Assignment
Copy each line below in which the string "impl" appears.

Saved data entries
== Segment start ==
//! Proxy service logic.
//!
//! The request entry point: extracts the target URL and optional hash from
//! the query string or a form-encoded body, verifies the signature, and
//! hands the target to the dispatcher. Every request is answered here;
//! nothing is ever forwarded through the host proxy machinery.

use std::sync::Arc;

use async_trait::async_trait;
use bytes::Bytes;
use percent_encoding::percent_decode_str;
use pingora::proxy::{ProxyHttp, Session};
use pingora::upstreams::peer::HttpPeer;
use pingora::{Error, ErrorType, Result};
use tracing::{debug, warn};

use crate::config::{MortyError, ProxyConfig};
use crate::core::proxy::dispatch::Dispatcher;
use crate::core::proxy::response::{serve_html, serve_proxy_response, serve_static};
use crate::security::sign;
use crate::web::ui::pages;

/// Request bodies are buffered in full, up to this cap.
const MAX_REQUEST_BODY_SIZE: usize = 10 * 1024 * 1024;

/// Main proxy service.
pub struct MortyProxy {
    config: Arc<ProxyConfig>,
    dispatcher: Dispatcher,
}

impl MortyProxy {
    /// Creates a new `MortyProxy` service around a shared upstream client.
    #[must_use]
    pub fn new(config: Arc<ProxyConfig>, client: reqwest::Client) -> Self {
        let dispatcher = Dispatcher::new(config.clone(), client);
        Self { config, dispatcher }
    }

    async fn serve_main_page(
        &self,
        session: &mut Session,
        status: u16,
        error: Option<&str>,
    ) -> Result<bool> {
        let html = pages::main_page(error, self.config.key.is_some(), &self.config.url_param);
        serve_html(session, status, html).await
    }

    async fn read_request_body(&self, session: &mut Session) -> Result<Option<Bytes>> {
        let mut body: Vec<u8> = Vec::new();
        while let Some(chunk) = session.read_request_body().await? {
            if body.len() + chunk.len() > MAX_REQUEST_BODY_SIZE {
                return Err(Error::new(ErrorType::Custom("request body too large")));
            }
            body.extend_from_slice(&chunk);
        }
        if body.is_empty() {
            Ok(None)
        } else {
            Ok(Some(Bytes::from(body)))
        }
    }
}

/// Removes every `name=value` pair for `name` from a URL-encoded string.
///
/// Returns the first decoded value (query semantics: the earliest pair
/// wins) and the remaining pairs verbatim, so the residue can be re-joined
/// byte-for-byte.
fn pop_url_encoded_param(encoded: &str, name: &str) -> (Option<String>, String) {
    let mut found = None;
    let mut kept: Vec<&str> = Vec::new();

    for pair in encoded.split('&') {
        if pair.is_empty() {
            continue;
        }
        let (key, value) = pair.split_once('=').unwrap_or((pair, ""));
        if key == name {
            if found.is_none() {
                found = Some(
                    percent_decode_str(&value.replace('+', " "))
                        .decode_utf8_lossy()
                        .into_owned(),
                );
            }
            continue;
        }
        kept.push(pair);
    }
    (found, kept.join("&"))
}

fn is_form_encoded(session: &Session) -> bool {
    session
        .req_header()
        .headers
        .get("Content-Type")
        .and_then(|v| v.to_str().ok())
        .is_some_and(|ct| ct.starts_with("application/x-www-form-urlencoded"))
}

#[async_trait]
impl ProxyHttp for MortyProxy {
    type CTX = ();

    fn new_ctx(&self) -> Self::CTX {}

    async fn request_filter(&self, session: &mut Session, _ctx: &mut Self::CTX) -> Result<bool> {
        let path = session.req_header().uri.path().to_string();

        if path == "/robots.txt" {
            return serve_static(session, "text/plain", pages::ROBOTS_BODY.as_bytes()).await;
        }
        if path == "/favicon.ico" {
            return serve_static(session, "image/png", pages::FAVICON_BYTES.as_slice()).await;
        }

        let method = session.req_header().method.as_str().to_string();
        let raw_query = session
            .req_header()
            .uri
            .query()
            .unwrap_or("")
            .to_string();

        let mut upstream_body = if matches!(method.as_str(), "POST" | "PUT") {
            self.read_request_body(session).await?
        } else {
            None
        };

        // The url and hash parameters are stripped from both carriers so
        // they never leak into the upstream request; the query string wins
        // when both carry them.
        let (query_hash, rest) = pop_url_encoded_param(&raw_query, &self.config.hash_param);
        let (query_url, remaining_query) = pop_url_encoded_param(&rest, &self.config.url_param);

        let (mut body_hash, mut body_url) = (None, None);
        if is_form_encoded(session) {
            if let Some(body) = &upstream_body {
                let body_str = String::from_utf8_lossy(body).into_owned();
                let (h, rest) = pop_url_encoded_param(&body_str, &self.config.hash_param);
                let (u, remaining_body) = pop_url_encoded_param(&rest, &self.config.url_param);
                body_hash = h;
                body_url = u;
                upstream_body = Some(Bytes::from(remaining_body.into_bytes()));
            }
        }

        let request_hash = query_hash.or(body_hash);
        let Some(mut target) = query_url.or(body_url) else {
            return self.serve_main_page(session, 200, None).await;
        };

        if let Some(key) = &self.config.key {
            let hash = request_hash.unwrap_or_default();
            if !sign::verify(target.as_bytes(), hash.as_bytes(), key) {
                warn!(url = %target, "signature verification failed");
                let err = MortyError::SignatureInvalid {
                    param: self.config.hash_param.clone(),
                };
                return self
                    .serve_main_page(session, err.status(), Some(&err.to_string()))
                    .await;
            }
        }

        // Residual client query args ride along to the upstream verbatim.
        if !remaining_query.is_empty() {
            target.push(if target.contains('?') { '&' } else { '?' });
            target.push_str(&remaining_query);
        }

        match self.dispatcher.process(&method, upstream_body, target).await {
            Ok(response) => serve_proxy_response(session, response).await,
            Err(MortyError::UnsafeProtocol(url)) => {
                debug!(url = %url, "serving exit page");
                serve_html(session, 403, pages::exit_page(&url)).await
            }
            Err(err) => {
                debug!(error = %err, "request failed");
                self.serve_main_page(session, err.status(), Some(&err.to_string()))
                    .await
            }
        }
    }

    async fn upstream_peer(
        &self,
        _session: &mut Session,
        _ctx: &mut Self::CTX,
    ) -> Result<Box<HttpPeer>> {
        // request_filter answers every request, so the proxy phase is never
        // entered.
        Err(Error::explain(
            ErrorType::HTTPStatus(404),
            "all requests are handled in request_filter",
        ))
    }
}

#[cfg(test)]
mod tests {
    use super::*;
    use crate::test_utils::create_test_config;

    #[test]
    fn test_pop_param_from_query() {
        let (value, rest) = pop_url_encoded_param(
            "mortyurl=http%3A%2F%2Fx.com%2F&other=1",
            "mortyurl",
        );
        assert_eq!(value.as_deref(), Some("http://x.com/"));
        assert_eq!(rest, "other=1");
    }

    #[test]
    fn test_pop_param_missing() {
        let (value, rest) = pop_url_encoded_param("a=1&b=2", "mortyurl");
        assert!(value.is_none());
        assert_eq!(rest, "a=1&b=2");
    }

    #[test]
    fn test_pop_param_removes_duplicates_keeps_first() {
        let (value, rest) = pop_url_encoded_param("u=first&x=1&u=second", "u");
        assert_eq!(value.as_deref(), Some("first"));
        assert_eq!(rest, "x=1");
    }

    #[test]
    fn test_pop_param_plus_decodes_to_space() {
        let (value, _) = pop_url_encoded_param("q=hello+world", "q");
        assert_eq!(value.as_deref(), Some("hello world"));
    }

    #[test]
    fn test_pop_param_residue_stays_encoded() {
        let (_, rest) = pop_url_encoded_param("u=x&keep=a%20b%2Fc", "u");
        assert_eq!(rest, "keep=a%20b%2Fc");
    }

    #[test]
    fn test_service_construction() {
        let config = create_test_config();
        let client = reqwest::Client::new();
        let proxy = MortyProxy::new(config, client);
        proxy.new_ctx();
    }
}
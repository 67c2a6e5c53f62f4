//! Media type parsing and predicates.
//!
//! Parses `type/subtype+suffix; k=v` header values into a [`MediaType`],
//! serializes them back, and builds the composable predicates used for the
//! inline and attachment allow-lists.

use std::collections::BTreeMap;
use std::fmt;

use crate::config::{MortyError, Result};

/// A parsed media type. Name fields are stored lowercase; parameter keys are
/// unique and lowercase, parameter values keep their original case.
#[derive(Debug, Clone, PartialEq, Eq, Default)]
pub struct MediaType {
    pub top_level: String,
    pub subtype: String,
    pub suffix: String,
    pub parameters: BTreeMap<String, String>,
}

impl MediaType {
    /// Parses a `Content-Type`-shaped header value.
    ///
    /// # Errors
    ///
    /// Returns [`MortyError::MalformedContentType`] when the mime part is
    /// empty or a parameter is not a `k=v` pair.
    pub fn parse(value: &str) -> Result<Self> {
        let mut pieces = value.split(';');
        let mime = pieces
            .next()
            .unwrap_or("")
            .trim()
            .to_ascii_lowercase();
        if mime.is_empty() {
            return Err(MortyError::MalformedContentType);
        }

        let mut parameters = BTreeMap::new();
        for piece in pieces {
            let piece = piece.trim();
            if piece.is_empty() {
                continue;
            }
            let (k, v) = piece
                .split_once('=')
                .ok_or(MortyError::MalformedContentType)?;
            let key = k.trim().to_ascii_lowercase();
            if key.is_empty() {
                return Err(MortyError::MalformedContentType);
            }
            parameters.insert(key, unquote(v.trim()).to_string());
        }

        let (top_level, rest) = match mime.split_once('/') {
            Some((t, r)) => (t.to_string(), r),
            None => (mime.clone(), ""),
        };
        let (subtype, suffix) = match rest.split_once('+') {
            Some((s, x)) => (s.to_string(), x.to_string()),
            None => (rest.to_string(), String::new()),
        };

        Ok(Self {
            top_level,
            subtype,
            suffix,
            parameters,
        })
    }

    /// Removes every parameter whose key is not in `allowed`.
    pub fn filter_parameters(&mut self, allowed: &[&str]) {
        self.parameters.retain(|k, _| allowed.contains(&k.as_str()));
    }
}

fn unquote(v: &str) -> &str {
    v.strip_prefix('"')
        .and_then(|s| s.strip_suffix('"'))
        .unwrap_or(v)
}

fn is_token(v: &str) -> bool {
    !v.is_empty()
        && v.bytes().all(|b| {
            b.is_ascii_alphanumeric() || b"!#$%&'*+-.^_`|~".contains(&b)
        })
}

impl fmt::Display for MediaType {
    fn fmt(&self, f: &mut fmt::Formatter<'_>) -> fmt::Result {
        if self.subtype.is_empty() {
            write!(f, "{}", self.top_level)?;
        } else if self.suffix.is_empty() {
            write!(f, "{}/{}", self.top_level, self.subtype)?;
        } else {
            write!(f, "{}/{}+{}", self.top_level, self.subtype, self.suffix)?;
        }
        for (k, v) in &self.parameters {
            if is_token(v) {
                write!(f, "; {k}={v}")?;
            } else {
                write!(f, "; {k}=\"{}\"", v.replace('\\', "\\\\").replace('"', "\\\""))?;
            }
        }
        Ok(())
    }
}

/// An opaque predicate over media types.
pub type MediaTypePredicate = Box<dyn Fn(&MediaType) -> bool + Send + Sync>;

/// Matches when `token` appears anywhere in one of the three name fields.
pub fn contains(token: &str) -> MediaTypePredicate {
    let token = token.to_string();
    Box::new(move |m| {
        m.top_level.contains(&token) || m.subtype.contains(&token) || m.suffix.contains(&token)
    })
}

/// Matches per-field equality, where `"*"` is a wildcard.
pub fn equals(top_level: &str, subtype: &str, suffix: &str) -> MediaTypePredicate {
    let (top_level, subtype, suffix) = (
        top_level.to_string(),
        subtype.to_string(),
        suffix.to_string(),
    );
    Box::new(move |m| {
        (top_level == "*" || top_level == m.top_level)
            && (subtype == "*" || subtype == m.subtype)
            && (suffix == "*" || suffix == m.suffix)
    })
}

/// Matches when any predicate in `predicates` matches.
pub fn any_of(predicates: Vec<MediaTypePredicate>) -> MediaTypePredicate {
    Box::new(move |m| predicates.iter().any(|p| p(m)))
}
== Segment end ==
Result for this exercise
impl MortyProxy {
impl ProxyHttp for MortyProxy {
impl MediaType {
impl fmt::Display for MediaType {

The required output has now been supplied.